My time spent with this program is the same reason I haven’t been quite as consistent with my posts as I'd like to be. But DON’T WORRY. It’s only because I want to be a better blogger for you all. And maybe, eventually, a health coach to some of you. [Wink, wink. Nudge, nudge.]
Our most recent lesson was on all of the body’s wonderfully marvelous I-can't-believe-we-were-born-this-way systems. But for whatever reason, the one that intrigued me the most was the Lymphatic System.
What is the Lymphatic System, you ask?
Short answer: The Lymphatic System is a network of tissues and organs that help rid the body of toxins, waste and other unwanted materials.
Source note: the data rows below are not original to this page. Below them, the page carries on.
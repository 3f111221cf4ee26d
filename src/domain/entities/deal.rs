use crate::domain::values::category::Category;
use crate::domain::values::confidence::ConfidenceScore;
use crate::domain::values::insights::PriceInsights;
use crate::domain::values::product_key::ProductKey;
use crate::domain::values::quality::QualityScore;
use crate::domain::values::source::CandidateSource;
use chrono::{DateTime, Utc};
use serde::{Deserialize, Serialize};
use std::cmp::Ordering;

/// An accepted, fully scored deal: the record shape handed to persistence.
#[derive(Debug, Clone, Serialize, Deserialize)]
pub struct Deal {
    pub id: String,
    pub product_key: Option<ProductKey>,
    pub title: Option<String>,
    pub store: Option<String>,
    pub link: Option<String>,
    /// Effective selling price: verified when available, else as claimed.
    pub verified_price: f64,
    pub verified_mrp: Option<f64>,
    pub verified_discount: Option<f64>,
    pub rating: Option<f64>,
    pub review_count: Option<u64>,
    pub category: Category,
    pub stock_status: Option<String>,
    pub seller_info: Option<String>,
    pub offers: Option<String>,
    pub deal_type: Option<String>,
    pub source: CandidateSource,
    pub detected_at: DateTime<Utc>,
    pub confidence: ConfidenceScore,
    pub quality: QualityScore,
    pub insights: PriceInsights,
}

impl Deal {
    pub fn effective_price(&self) -> f64 {
        self.verified_price
    }

    pub fn discount_percent(&self) -> f64 {
        self.verified_discount.unwrap_or(0.0)
    }

    /// Stable identity for deterministic tie-breaks: the product key when
    /// present, else the record id.
    pub fn sort_key(&self) -> &str {
        self.product_key
            .as_ref()
            .map(|k| k.value())
            .unwrap_or(&self.id)
    }
}

/// Ranking order for accepted deals: quality desc, then discount desc,
/// then rating desc, with a stable input-derived final tie-break.
pub fn rank_cmp(a: &Deal, b: &Deal) -> Ordering {
    b.quality
        .value
        .partial_cmp(&a.quality.value)
        .unwrap_or(Ordering::Equal)
        .then_with(|| {
            b.discount_percent()
                .partial_cmp(&a.discount_percent())
                .unwrap_or(Ordering::Equal)
        })
        .then_with(|| {
            b.rating
                .unwrap_or(0.0)
                .partial_cmp(&a.rating.unwrap_or(0.0))
                .unwrap_or(Ordering::Equal)
        })
        .then_with(|| a.sort_key().cmp(b.sort_key()))
}

pub fn rank_deals(deals: &mut [Deal]) {
    deals.sort_by(rank_cmp);
}

/// Audit-trail entry for one absorbed source of a canonical deal.
#[derive(Debug, Clone, Serialize, Deserialize)]
pub struct SourceRecord {
    pub source: CandidateSource,
    pub store: Option<String>,
    pub url: Option<String>,
    pub price: f64,
    pub detected_at: DateTime<Utc>,
}

impl From<&Deal> for SourceRecord {
    fn from(deal: &Deal) -> Self {
        Self {
            source: deal.source,
            store: deal.store.clone(),
            url: deal.link.clone(),
            price: deal.verified_price,
            detected_at: deal.detected_at,
        }
    }
}

/// The single representative record for a duplicate group, with the
/// group's members retained as an audit list.
#[derive(Debug, Clone, Serialize, Deserialize)]
pub struct CanonicalDeal {
    pub deal: Deal,
    pub sources: Vec<SourceRecord>,
    /// How many same-product records were collapsed into this one.
    pub absorbed: usize,
}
Long answer: Our bodies don't function without our environment. Breathing, eating, pogo-sticking – we need our environment to do all of that. However, in those exchanges, we have to be careful of foreign invaders that might enter the body during such activites. And sometimes, we have to remove them before they cause any real damage.
That's where the lymphatic system comes in. It works together with the cardiovascular system to transport excess fluids away from body tissues. Once fluid enters the lymphatic system it is called lymph. Lymph travels through lymph vessels and passes through these neat pockets called lymph nodes which filter and clean the lymph. On top of that, the lymph ALSO transports absorbed fat from the digestive system to the body cells.
Okay, now we got the definition down, let's get to why I thought it was so interesting.
When the lymphatic system gets congested, it can't eliminate waste efficiently. If it can't eliminate waste efficiently, your body doesn't respond well. It can become inflamed (soreness, stiffness, bloating, excess water weight, breast swelling or soreness with cycles, swollen glands, extra belly fat, headaches, constipation), and sometimes, if it's serious enough, lead to disease.
On the other side, though, when things are working as they should, we’ve got smoother softer skin, better digestion, increased circulation and hard-working kidneys. Woohoo!
I was curious. What can we do to make sure our lymphatic system is working at its best so we can not only avoid inflammation, but so that we can have the increased benefits of an ideal system?
Low and behold, near the end of the unit, I saw this:
The lymph doesn’t move on it’s own. You must move it through activities like exercise, massage and dry body brushing.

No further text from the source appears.